Tax planning is one of those commonly used words that are not well understood by many people, who are also (coincidentally) tax payers. Tax avoidance and tax evasion are also some of the terms that are often used in finance and are often confused with tax planning. Here is a look at all these financial terms:
This financial term is the calculated art of avoiding or postponing tax payments within the limits and guidelines of the stipulated tax law. This planning might involve taking advantage of tax depreciation, favorable tax-law provisions and increasing tax deductions. Because Tax planning takes place within the letter of the law, it is not illegal and therefore, attracts no penalties.
As a tax payer, your aim should be to implement safe tax planning strategies due to the advantages they offer. For instance, with a credible strategy you can save a lot of money that can be used for investment. The financial language surrounding tax may be a bit difficult for the novice mind, and it is therefore, advisable that you seek help from a financial or accounting expert to help you take advantage of tax planning.

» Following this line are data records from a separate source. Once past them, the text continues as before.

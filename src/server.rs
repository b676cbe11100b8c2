//! Owned start/stop lifecycle around the HTTP listener.
//!
//! The listener state lives in this object instead of process-wide
//! globals, so tests can run several instances side by side and whoever
//! owns the `Lifecycle` decides when serving ends.

use std::net::SocketAddr;

use anyhow::{Context, Result, bail};
use axum::Router;
use tokio::net::TcpListener;
use tokio::sync::{Mutex, watch};
use tokio::task::JoinHandle;
use tracing::info;

/// Handle that owns the listening task.
///
/// `start` and `stop` are safe to call concurrently; the mutex guards
/// only lifecycle transitions and is never taken on the request path.
#[derive(Default)]
pub struct Lifecycle {
    inner: Mutex<Option<Running>>,
}

struct Running {
    addr: SocketAddr,
    shutdown: watch::Sender<bool>,
    task: JoinHandle<std::io::Result<()>>,
}

impl Lifecycle {
    #[must_use]
    pub fn new() -> Self {
        Self::default()
    }

    /// Bind `addr` and start serving `router` in a background task.
    /// Returns the bound address (port 0 resolves to a real port).
    /// Fails if the server is already started.
    pub async fn start(&self, addr: &str, router: Router) -> Result<SocketAddr> {
        let mut slot = self.inner.lock().await;
        if slot.is_some() {
            bail!("server already started");
        }

        let listener = TcpListener::bind(addr)
            .await
            .with_context(|| format!("failed to bind {addr}"))?;
        let local_addr = listener
            .local_addr()
            .context("failed to read local address")?;

        let (shutdown, mut signal) = watch::channel(false);
        let task = tokio::spawn(async move {
            axum::serve(listener, router)
                .with_graceful_shutdown(async move {
                    let _ = signal.changed().await;
                })
                .await
        });

        info!(%local_addr, "listening for connections");
        *slot = Some(Running {
            addr: local_addr,
            shutdown,
            task,
        });

        Ok(local_addr)
    }

    /// Stop the server if it is running and wait for the serve task to
    /// finish. No-op when not started.
    pub async fn stop(&self) -> Result<()> {
        let running = self.inner.lock().await.take();
        let Some(running) = running else {
            return Ok(());
        };

        let _ = running.shutdown.send(true);
        let served = running.task.await.context("serve task panicked")?;
        served.context("server terminated with error")?;

        info!("server stopped");
        Ok(())
    }

    /// Address the server is currently bound to, if running.
    pub async fn local_addr(&self) -> Option<SocketAddr> {
        self.inner.lock().await.as_ref().map(|running| running.addr)
    }
}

This term refers to the complete or partial non-payment of tax by making dishonest deductions or failing to declare your income. Tax evasion if and when discovered by the "tax man" can incur severe penalties which may involve huge fines and even jail terms.

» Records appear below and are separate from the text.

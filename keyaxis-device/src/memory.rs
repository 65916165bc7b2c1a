//! In-process analog device
//!
//! Holds key travels set by the caller. Used by the `simulate` command and
//! by tests in place of real hardware.

use crate::error::{AnalogResult, DeviceError};
use crate::keycode::KeyCode;
use crate::AnalogDevice;
use std::collections::HashMap;
use tracing::debug;

/// Analog device backed by a key → travel map
#[derive(Debug)]
pub struct MemoryDevice {
    readings: HashMap<KeyCode, f32>,
    device_count: usize,
    init_error: Option<i32>,
    initialized: bool,
    reads: usize,
}

impl MemoryDevice {
    /// Create a device that reports one connected keyboard
    pub fn new() -> Self {
        Self {
            readings: HashMap::new(),
            device_count: 1,
            init_error: None,
            initialized: false,
            reads: 0,
        }
    }

    /// Create a device whose initialisation fails with `code`
    pub fn failing_init(code: AnalogResult) -> Self {
        Self {
            init_error: Some(code.code()),
            ..Self::new()
        }
    }

    /// Set the travel of a key (0.0-1.0)
    pub fn set(&mut self, key: KeyCode, travel: f32) {
        self.readings.insert(key, travel);
    }

    /// Make reads of `key` fail with `result` until it is set again
    pub fn fail_key(&mut self, key: KeyCode, result: AnalogResult) {
        self.readings.insert(key, result.as_reading());
    }

    /// Release every key
    pub fn release_all(&mut self) {
        self.readings.clear();
    }

    pub fn is_initialized(&self) -> bool {
        self.initialized
    }

    /// Total number of `read_analog` calls so far
    pub fn read_count(&self) -> usize {
        self.reads
    }
}

impl Default for MemoryDevice {
    fn default() -> Self {
        Self::new()
    }
}

impl AnalogDevice for MemoryDevice {
    fn initialize(&mut self) -> Result<usize, DeviceError> {
        if let Some(code) = self.init_error {
            return Err(DeviceError::InitFailed { code });
        }
        self.initialized = true;
        debug!("Memory device initialised");
        Ok(self.device_count)
    }

    fn read_analog(&mut self, key: KeyCode) -> f32 {
        self.reads += 1;
        if !self.initialized {
            return AnalogResult::UnInitialized.as_reading();
        }
        self.readings.get(&key).copied().unwrap_or(0.0)
    }

    fn uninitialize(&mut self) {
        self.initialized = false;
    }

    fn name(&self) -> &str {
        "memory"
    }
}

Tax avoidance, as the name implies is the act of eluding tax payments through a contrived or an artificial scheme. This act is illegal and may therefore incur penalties such as jail terms and fines when discovered.

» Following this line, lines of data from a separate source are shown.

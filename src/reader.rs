//! Key reads with error degradation

use keyaxis_device::{AnalogDevice, AnalogResult, KeyCode};
use tracing::error;

/// Reads key travel from a device, turning driver errors into "not pressed"
pub struct KeyReader<'a, D: ?Sized> {
    device: &'a mut D,
}

impl<'a, D: AnalogDevice + ?Sized> KeyReader<'a, D> {
    pub fn new(device: &'a mut D) -> Self {
        Self { device }
    }

    /// Current travel of `key` in 0.0..=1.0
    ///
    /// A negative (or NaN) driver result is logged and read as 0.0. There
    /// is no retry; the next poll reads again.
    pub fn read(&mut self, key: KeyCode) -> f32 {
        let value = self.device.read_analog(key);
        if value >= 0.0 {
            return value;
        }

        match AnalogResult::from_reading(value) {
            Some(result) => error!(
                "failure reading analog key {}, error code = {} ({})",
                key, value, result
            ),
            None => error!("failure reading analog key {}, error code = {}", key, value),
        }
        0.0
    }
}

#[cfg(test)]
mod tests {
    use super::*;
    use crate::host::{HostLog, HostLogLevel};
    use crate::host_log::HostLogLayer;
    use keyaxis_device::MemoryDevice;
    use parking_lot::Mutex;
    use std::sync::Arc;
    use tracing_subscriber::layer::SubscriberExt;

    #[derive(Default)]
    struct Capture(Mutex<Vec<(HostLogLevel, String)>>);

    impl HostLog for Capture {
        fn log(&self, level: HostLogLevel, line: &str) {
            self.0.lock().push((level, line.to_string()));
        }
    }

    fn device() -> MemoryDevice {
        let mut dev = MemoryDevice::new();
        dev.initialize().unwrap();
        dev
    }

    #[test]
    fn test_valid_reading_passes_through() {
        let mut dev = device();
        dev.set(KeyCode::W, 0.42);
        let mut reader = KeyReader::new(&mut dev);
        assert_eq!(reader.read(KeyCode::W), 0.42);
        assert_eq!(reader.read(KeyCode::S), 0.0);
    }

    #[test]
    fn test_error_reads_as_zero_and_logs() {
        let capture = Arc::new(Capture::default());
        let subscriber =
            tracing_subscriber::registry().with(HostLogLayer::new(capture.clone()));

        let mut dev = device();
        dev.fail_key(KeyCode::A, AnalogResult::DeviceDisconnected);

        let value = tracing::subscriber::with_default(subscriber, || {
            KeyReader::new(&mut dev).read(KeyCode::A)
        });
        assert_eq!(value, 0.0);

        let lines = capture.0.lock();
        assert_eq!(lines.len(), 1);
        assert_eq!(lines[0].0, HostLogLevel::Error);
        assert!(lines[0].1.contains("-1998"));
        assert!(lines[0].1.contains("device disconnected"));
    }

    #[test]
    fn test_uninitialised_device_reads_zero() {
        let mut dev = MemoryDevice::new();
        dev.set(KeyCode::W, 0.9);
        assert_eq!(KeyReader::new(&mut dev).read(KeyCode::W), 0.0);
    }

    #[test]
    fn test_nan_reads_as_zero() {
        let mut dev = device();
        dev.set(KeyCode::W, f32::NAN);
        assert_eq!(KeyReader::new(&mut dev).read(KeyCode::W), 0.0);
    }
}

Basically, the difference between tax panning, tax evasion and tax avoidance comes down to 'intent'. While tax planning takes place within the 'intent' of the law, the other two financial terms do not take into consideration tax laws and are therefore, considered illegal.
Tax payers are allowed to make arrangements that minimize their tax liabilities, but this should be done within the confines of the law. If tax planning is not carried out within the confines of the law, then this may be regarded as tax avoidance or tax evasion (they both attract severe penalties). To avoid "angering" the tax authorities, it is best to seek advice from reputable tax or financial professionals to help you take advantage of the benefits of tax planning.